[Collected data entries]
################

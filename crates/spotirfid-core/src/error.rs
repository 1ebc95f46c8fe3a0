use thiserror::Error;

#[derive(Error, Debug)]
pub enum Error {
    // Data model errors
    #[error("Invalid card identity: {0}")]
    InvalidIdentity(String),

    #[error("Payload too long: {len} bytes exceeds the {max}-byte capacity")]
    PayloadTooLong { len: usize, max: usize },

    #[error("Payload byte 0x{byte:02X} at position {position} is not printable ASCII")]
    PayloadNotPrintable { position: usize, byte: u8 },

    // Configuration errors
    #[error("Configuration error: {0}")]
    Config(String),

    #[error("Missing configuration key: {0}")]
    MissingConfig(String),

    #[error("JSON error: {0}")]
    Json(#[from] serde_json::Error),

    // IO errors
    #[error("IO error: {0}")]
    Io(#[from] std::io::Error),
}

pub type Result<T> = std::result::Result<T, Error>;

################

- **EXERCISE**:
In this exercise, give every record above again exactly.

- **SOLUTION FOR THIS EXERCISE**:
filename crates/spotirfid-core/src/error.rs
repository 1ebc95f46c8fe3a0
use thiserror::Error;

#[derive(Error, Debug)]
pub enum Error {
    // Data model errors
    #[error("Invalid card identity: {0}")]
    InvalidIdentity(String),

    #[error("Payload too long: {len} bytes exceeds the {max}-byte capacity")]
    PayloadTooLong { len: usize, max: usize },

    #[error("Payload byte 0x{byte:02X} at position {position} is not printable ASCII")]
    PayloadNotPrintable { position: usize, byte: u8 },

    // Configuration errors
    #[error("Configuration error: {0}")]
    Config(String),

    #[error("Missing configuration key: {0}")]
    MissingConfig(String),

    #[error("JSON error: {0}")]
    Json(#[from] serde_json::Error),

    // IO errors
    #[error("IO error: {0}")]
    Io(#[from] std::io::Error),
}

pub type Result<T> = std::result::Result<T, Error>;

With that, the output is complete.